Background: Circadian rhythms are fundamental to regulating metabolic
processes and cardiovascular functions. Phosphorylated PERIOD2 (PER2) is a key
factor in determining the period of the mammalian circadian clock. Moreover,
casein kinase 1 (CK1) primes the PER2 phosphoswitch and
its stability. While diabetes contributes to the disorder of the circadian
system, changes in PER2 forms and their regulatory mechanisms during diabetes
remain unclear. In this study, we examined the impact of diabetes on PER2 and
CK1 signaling in the heart to determine the potential mechanism
between them. Methods: A Type-1 diabetic rat model was established by
intraperitoneally injecting rats with streptozotocin.
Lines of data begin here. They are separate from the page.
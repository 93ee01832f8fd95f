//! Flat-file document store.
//!
//! The production backend: one file on disk, read in full on load and
//! rewritten in full on save. A missing file is not an error — it reads as
//! "no document yet". Writers are expected to serialize themselves (the
//! intake service does); this type performs no locking of its own.

use std::io::ErrorKind;
use std::path::{Path, PathBuf};

use crate::{DocumentStore, StoreError};

/// A document store backed by a single file.
#[derive(Debug, Clone)]
pub struct FileStore {
    path: PathBuf,
}

impl FileStore {
    /// Create a store over the file at `path`. The file is not touched until
    /// the first load or save.
    #[must_use]
    pub fn new(path: impl Into<PathBuf>) -> Self {
        Self { path: path.into() }
    }

    /// The file this store reads and writes.
    #[must_use]
    pub fn path(&self) -> &Path {
        &self.path
    }

    fn path_string(&self) -> String {
        self.path.display().to_string()
    }
}

#[async_trait::async_trait]
impl DocumentStore for FileStore {
    async fn load(&self) -> Result<Option<Vec<u8>>, StoreError> {
        match tokio::fs::read(&self.path).await {
            Ok(bytes) => Ok(Some(bytes)),
            Err(err) if err.kind() == ErrorKind::NotFound => Ok(None),
            Err(err) => Err(StoreError::Read {
                path: self.path_string(),
                reason: err.to_string(),
            }),
        }
    }

    async fn save(&self, contents: &[u8]) -> Result<(), StoreError> {
        tokio::fs::write(&self.path, contents)
            .await
            .map_err(|err| StoreError::Write {
                path: self.path_string(),
                reason: err.to_string(),
            })
    }
}
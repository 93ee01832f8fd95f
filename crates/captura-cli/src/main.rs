//! Captura CLI — command-line client for the Captura lead service.
//!
//! Drives the same form session and submit lifecycle as the landing page,
//! just from the terminal: `submit` walks the multi-step form (validating
//! each step before it advances) and runs the submit controller over an
//! HTTP transport; `list` prints the stored submissions.

#![allow(clippy::print_stdout, clippy::print_stderr)]

use std::process::ExitCode;

use anyhow::{Context, Result};
use clap::{Parser, Subcommand};
use serde_json::Value;

use captura_core::controller::{
    LeadTransport, NoticeKind, SubmitController, SubmitOutcome, TransportReply,
};
use captura_core::error::TransportError;
use captura_core::form::{FormSchema, FormSession};
use captura_core::submission::SubmissionInput;

// ── ANSI color helpers ───────────────────────────────────────────────

const RESET: &str = "\x1b[0m";
const BOLD: &str = "\x1b[1m";
const RED: &str = "\x1b[31m";
const GREEN: &str = "\x1b[32m";
const YELLOW: &str = "\x1b[33m";

// ── CLI structure ────────────────────────────────────────────────────

/// Captura — property-lead capture, from the terminal.
#[derive(Parser)]
#[command(
    name = "captura",
    version,
    about = "Captura CLI — submit and inspect property leads",
    long_about = None,
    after_help = "Environment variables:\n  \
         CAPTURA_ADDR    Server address (default: http://127.0.0.1:8080)\n\n\
         Examples:\n  \
         captura submit --name 'Ana García' --email ana@example.com \\\n      \
         --phone 612345678 --postal-code 28001 --property-type piso \\\n      \
         --accept-privacy\n  \
         captura list",
)]
struct Cli {
    /// Captura server address.
    #[arg(long, env = "CAPTURA_ADDR", default_value = "http://127.0.0.1:8080")]
    addr: String,

    #[command(subcommand)]
    command: Commands,
}

#[derive(Subcommand)]
enum Commands {
    /// Walk the multi-step form and submit a lead.
    Submit {
        /// Contact name.
        #[arg(long)]
        name: String,
        /// Contact email.
        #[arg(long)]
        email: String,
        /// Contact phone (9 digits).
        #[arg(long)]
        phone: String,
        /// Property address (optional).
        #[arg(long)]
        address: Option<String>,
        /// Postal code (5 digits).
        #[arg(long = "postal-code")]
        postal_code: String,
        /// Property type: casa, piso, chalet, atico, or otro.
        #[arg(long = "property-type", default_value = "casa")]
        property_type: String,
        /// Accept the privacy policy (required to submit).
        #[arg(long)]
        accept_privacy: bool,
    },
    /// List stored submissions.
    List,
    /// Check whether the server is reachable.
    Status,
}

#[tokio::main]
async fn main() -> ExitCode {
    let cli = Cli::parse();
    match run(cli).await {
        Ok(code) => code,
        Err(err) => {
            eprintln!("{RED}Error:{RESET} {err:#}");
            ExitCode::FAILURE
        }
    }
}

async fn run(cli: Cli) -> Result<ExitCode> {
    match cli.command {
        Commands::Submit {
            name,
            email,
            phone,
            address,
            postal_code,
            property_type,
            accept_privacy,
        } => {
            let mut session = FormSession::new(FormSchema::property_lead());
            session.set("property_type", property_type);
            session.set("postal_code", postal_code);
            if let Some(address) = address {
                session.set("address", address);
            }
            session.set("name", name);
            session.set("phone", phone);
            session.set("email", email);
            if accept_privacy {
                session.check("privacy");
            }
            submit(&cli.addr, session).await
        }
        Commands::List => list(&cli.addr).await,
        Commands::Status => status(&cli.addr).await,
    }
}

// ── HTTP transport ───────────────────────────────────────────────────

struct HttpTransport {
    client: reqwest::Client,
    base: String,
}

impl HttpTransport {
    fn new(addr: &str) -> Self {
        Self {
            client: reqwest::Client::new(),
            base: addr.trim_end_matches('/').to_owned(),
        }
    }
}

#[async_trait::async_trait]
impl LeadTransport for HttpTransport {
    async fn send(&self, payload: &SubmissionInput) -> Result<TransportReply, TransportError> {
        let response = self
            .client
            .post(format!("{}/submit", self.base))
            .json(payload)
            .send()
            .await
            .map_err(|err| TransportError::Network {
                reason: err.to_string(),
            })?;

        let status = response.status().as_u16();
        let body = response
            .bytes()
            .await
            .map_err(|err| TransportError::Network {
                reason: err.to_string(),
            })?
            .to_vec();

        Ok(TransportReply { status, body })
    }
}

// ── Commands ─────────────────────────────────────────────────────────

async fn submit(addr: &str, session: FormSession) -> Result<ExitCode> {
    let mut controller = SubmitController::new(session);

    // Walk the steps the way the page does: each one must validate before
    // the next becomes visible.
    let last = controller.session().schema().step_count().saturating_sub(1);
    for _ in 0..last {
        let step = controller.session().current_step();
        let title = controller.session().schema().steps()[step].title;
        if controller.session_mut().next() {
            println!("{GREEN}✓{RESET} {title}");
        } else {
            println!("{RED}✗{RESET} {title}");
            print_field_errors(controller.session());
            return Ok(ExitCode::FAILURE);
        }
    }

    let transport = HttpTransport::new(addr);
    let outcome = controller.submit(&transport).await;

    match outcome {
        SubmitOutcome::Accepted => {
            print_notice(&controller);
            Ok(ExitCode::SUCCESS)
        }
        SubmitOutcome::Invalid { step } => {
            let title = controller.session().schema().steps()[step].title;
            println!("{RED}✗{RESET} {title}");
            print_field_errors(controller.session());
            Ok(ExitCode::FAILURE)
        }
        SubmitOutcome::Rejected | SubmitOutcome::Failed => {
            print_notice(&controller);
            Ok(ExitCode::FAILURE)
        }
        SubmitOutcome::AlreadyInFlight => {
            println!("{YELLOW}!{RESET} a submission is already in flight");
            Ok(ExitCode::FAILURE)
        }
    }
}

fn print_field_errors(session: &FormSession) {
    for (field, message) in session.errors() {
        let label = session
            .schema()
            .field(field)
            .map_or(field.as_str(), |spec| spec.label);
        println!("    {BOLD}{label}{RESET}: {message}");
    }
}

fn print_notice(controller: &SubmitController) {
    if let Some(notice) = controller.notice() {
        match notice.kind {
            NoticeKind::Success => println!("{GREEN}{BOLD}{}{RESET}", notice.text),
            NoticeKind::Error => println!("{RED}{BOLD}{}{RESET}", notice.text),
        }
    }
}

async fn list(addr: &str) -> Result<ExitCode> {
    let base = addr.trim_end_matches('/');
    let submissions: Vec<Value> = reqwest::get(format!("{base}/submissions"))
        .await
        .context("could not reach the server")?
        .json()
        .await
        .context("could not parse the submissions list")?;

    if submissions.is_empty() {
        println!("No submissions yet.");
        return Ok(ExitCode::SUCCESS);
    }

    println!(
        "{BOLD}{:<25} {:<20} {:<11} {:<28} {:<6} {:<8}{RESET}",
        "TIMESTAMP", "NAME", "PHONE", "EMAIL", "CP", "TYPE"
    );
    for submission in &submissions {
        let field = |key: &str| {
            submission
                .get(key)
                .and_then(Value::as_str)
                .unwrap_or("-")
                .to_owned()
        };
        println!(
            "{:<25} {:<20} {:<11} {:<28} {:<6} {:<8}",
            field("timestamp"),
            field("name"),
            field("phone"),
            field("email"),
            field("postal_code"),
            field("property_type"),
        );
    }
    println!("\n{} submission(s)", submissions.len());
    Ok(ExitCode::SUCCESS)
}

async fn status(addr: &str) -> Result<ExitCode> {
    let base = addr.trim_end_matches('/');
    match reqwest::get(format!("{base}/")).await {
        Ok(response) if response.status().is_success() => {
            println!("{GREEN}●{RESET} server reachable at {base}");
            Ok(ExitCode::SUCCESS)
        }
        Ok(response) => {
            println!(
                "{YELLOW}●{RESET} server at {base} answered with status {}",
                response.status()
            );
            Ok(ExitCode::FAILURE)
        }
        Err(err) => {
            println!("{RED}●{RESET} server unreachable at {base}: {err}");
            Ok(ExitCode::FAILURE)
        }
    }
}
General characteristics,
cardiac function, histology, serum biochemistry, apoptosis index and circadian
rhythm were analyzed in controls and diabetic rats treated with or without
PF-670462 (a CK1 inhibitor). A high-glucose model was created with
H9c2 cells and treated with PF-670462 and PER2 siRNA. Cell viability, LDH
release, dead/live rate and histology were determined to assess cellular
injuries. RT-PCR and Western blot were used to evaluate the expression of PER2,
CK1, phosphorylated PER2, and immunofluorescence (IF) was employed to
determine PER2’s location. Results: STZ-induced diabetes prolonged PER’s
period and upregulated the expression of CK1 and phosphorylated PER2
compared to the controls. Inhibiting CK1 and PER2 with PF-670462
downregulated the phosphorylation at Ser662 and the nuclear entry of PER2 in high
glucose conditions. In addition, pharmacologically or genetically suppressing
PER2 mitigated high-glucose-instigated myocardial injury. Conclusions:
Diabetes compromised PER2 in association with activated CK1
signaling. Targeting CK1-regulated PER2 alleviates myocardial
injuries in the presence of high glucose.